Y me encerré en mi cuarto, sin cenar, y no pude dormir. Miraba la caja de zapatos. En la tapa de la caja, mi madre había hecho unos pequeños agujeros para que el pájaro pudiera respirar, y la dejó en la mesita de noche, al alcance de mi mano. Pues no. Yo no iba a quedarme dormido aunque los párpados me pesaban como si fueran de plomo. Me pesaban tanto que se cerraron por un breve instante.  O un largo instante, yo, siempre vigilando. Pero a la mañana siguiente, cuando desperté, abrí  la caja y no estaba la golondrina.

Dijo el profesor, dejando el tenedor en el último plato.

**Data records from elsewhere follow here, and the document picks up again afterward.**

/// Readers for the small list and lookup files every driver consumes

use std::collections::HashMap;
use std::fs;
use std::path::{Path, PathBuf};

use log::info;

use crate::config::defs::{PipelineError, RunConfig};

/// Reads IDs or names from a text file, one per line, skipping blanks.
pub fn names_list(path: &Path) -> Result<Vec<String>, PipelineError> {
    let text = fs::read_to_string(path)
        .map_err(|e| PipelineError::MissingInput(format!("{}: {}", path.display(), e)))?;
    let parent = path
        .parent()
        .and_then(|p| p.file_name())
        .map(|n| n.to_string_lossy().into_owned())
        .unwrap_or_default();
    let file_name = path
        .file_name()
        .map(|n| n.to_string_lossy().into_owned())
        .unwrap_or_default();
    let names: Vec<String> = text
        .lines()
        .map(str::trim)
        .filter(|line| !line.is_empty())
        .map(str::to_string)
        .collect();
    info!("Read {} IDs from {} > {}", names.len(), parent, file_name);
    Ok(names)
}

/// Parses a two-column CSV (header row skipped) into key/value pairs.
/// Used for the utility paths, species taxids and study aliases.
pub fn load_pairs(path: &Path) -> Result<HashMap<String, String>, PipelineError> {
    let text = fs::read_to_string(path)
        .map_err(|e| PipelineError::MissingInput(format!("{}: {}", path.display(), e)))?;
    let mut pairs = HashMap::new();
    for line in text.lines().skip(1) {
        let line = line.trim();
        if line.is_empty() {
            continue;
        }
        let mut fields = line.splitn(2, ',');
        let key = fields.next().unwrap_or_default().trim();
        let value = fields.next().unwrap_or_default().trim();
        if key.is_empty() || value.is_empty() {
            return Err(PipelineError::InvalidConfig(format!(
                "Malformed row in {}: '{}'",
                path.display(),
                line
            )));
        }
        pairs.insert(key.to_string(), value.to_string());
    }
    info!("Generated {} pairs from {}", pairs.len(), path.display());
    Ok(pairs)
}

/// Looks up a tool env or DB path loaded from the utility paths CSV.
pub fn tool_path<'a>(
    paths: &'a HashMap<String, String>,
    key: &str,
) -> Result<&'a str, PipelineError> {
    paths
        .get(key)
        .map(String::as_str)
        .ok_or_else(|| PipelineError::InvalidConfig(format!("No '{}' entry in the utility paths file", key)))
}

/// Resolves the directories holding study sets: the base directory
/// itself when it contains the projects file, otherwise every direct
/// subdirectory that does. An empty result is a precondition failure
/// that stops the stage before any dispatch.
pub fn resolve_base_dirs(config: &RunConfig) -> Result<Vec<PathBuf>, PipelineError> {
    let base = if config.args.base_dir == "." || config.args.base_dir == "./" {
        config.cwd.clone()
    } else {
        config.cwd.join(&config.args.base_dir)
    };

    if base.join(&config.args.projects).is_file() {
        info!(
            "Found project file {} in {}",
            config.args.projects, config.args.base_dir
        );
        return Ok(vec![base]);
    }

    info!(
        "{} not in {}, searching subdirectories.",
        config.args.projects, config.args.base_dir
    );
    let mut dirs = Vec::new();
    let entries = fs::read_dir(&base)
        .map_err(|e| PipelineError::MissingInput(format!("{}: {}", base.display(), e)))?;
    for entry in entries {
        let entry = entry.map_err(|e| PipelineError::IOError(e.to_string()))?;
        let path = entry.path();
        if path.is_dir() && path.join(&config.args.projects).is_file() {
            dirs.push(path);
        }
    }
    dirs.sort();

    if dirs.is_empty() {
        return Err(PipelineError::StudiesNotFound {
            base: config.args.base_dir.clone(),
            projects: config.args.projects.clone(),
        });
    }
    Ok(dirs)
}

#[cfg(test)]
mod tests {
    use super::*;
    use std::io::Write;

    #[test]
    fn names_list_trims_and_skips_blanks() {
        let dir = tempfile::tempdir().unwrap();
        let path = dir.path().join("samples_list.txt");
        let mut file = fs::File::create(&path).unwrap();
        writeln!(file, "SRR001\n  SRR002  \n\nSRR003").unwrap();
        let names = names_list(&path).unwrap();
        assert_eq!(names, vec!["SRR001", "SRR002", "SRR003"]);
    }

    #[test]
    fn names_list_missing_file_is_missing_input() {
        let err = names_list(Path::new("/no/such/list.txt")).unwrap_err();
        assert!(matches!(err, PipelineError::MissingInput(_)));
    }

    #[test]
    fn load_pairs_skips_header_and_maps_rows() {
        let dir = tempfile::tempdir().unwrap();
        let path = dir.path().join("utility_paths.csv");
        let mut file = fs::File::create(&path).unwrap();
        writeln!(file, "tool,env\nKraken2,kraken_env\nkraken_DB,/db/k2").unwrap();
        let pairs = load_pairs(&path).unwrap();
        assert_eq!(pairs.len(), 2);
        assert_eq!(pairs["Kraken2"], "kraken_env");
        assert_eq!(tool_path(&pairs, "kraken_DB").unwrap(), "/db/k2");
        assert!(tool_path(&pairs, "Bracken").is_err());
    }
}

Sí, la caja estaba vacía, la tapa levantada, y la golondrina había escapado. Mis gritos despertaron a toda la casa. ¿Quién me ha robado la golondrina? Y, si nadie la robó, entonces ¿cómo se ha escapado? ¿Si estaba moribunda y paralizada cuando mi madre y yo la vimos por última vez, antes de cerrar la caja? Y aunque se hubiese curado durante la noche ¿cómo había tenido el pájaro fuerza suficiente para levantar la tapa? ¿Para cerrar la tapa? ¿Y por dónde se había escapado, si la ventana estaba cerrada, y también la puerta del cuarto? Ante mi padre y mis seis hermanos, todos de pie, de madrugada, mirándome, mis preguntas eran lógicas pero la respuesta era sólo una con relación a la golondrina. Hiciese lo que hiciese, ya no podría cortar su pescuezo oscuro con un cuchillo, no arrancaría las plumas de su blanco pecho, no arrancaría el corazón de aquel pecho, no podría comer el corazón de la golondrina. El pájaro había desaparecido, había desaparecido también toda mi esperanza, sólo el cuchillo, el pesado cuchillo que yo la noche anterior había soñado manejar con golpes certeros, eso sí estaba sobre la piedra de la cocina. Mis lágrimas, al mirar el cuchillo, brotaban en cascada. Y, encima, todos mis hermanos conocían ahora mi secreto, guardado hasta entonces con tanto cuidado. Conocían ahora mi esperanza secreta de convertirme en un gran corredor, el mejor del mundo, y eran testigos aquella mañana de mi profundo descalabro. Mis hermanos. Y así estuve llorando varios días no sólo por la pérdida en sí, sino, sobre todo, por la incapacidad de descubrir la clave del misterio de la desaparición del corazón de mi golondrina. Hasta que cambió la vida en las sendas de Lobito Bay.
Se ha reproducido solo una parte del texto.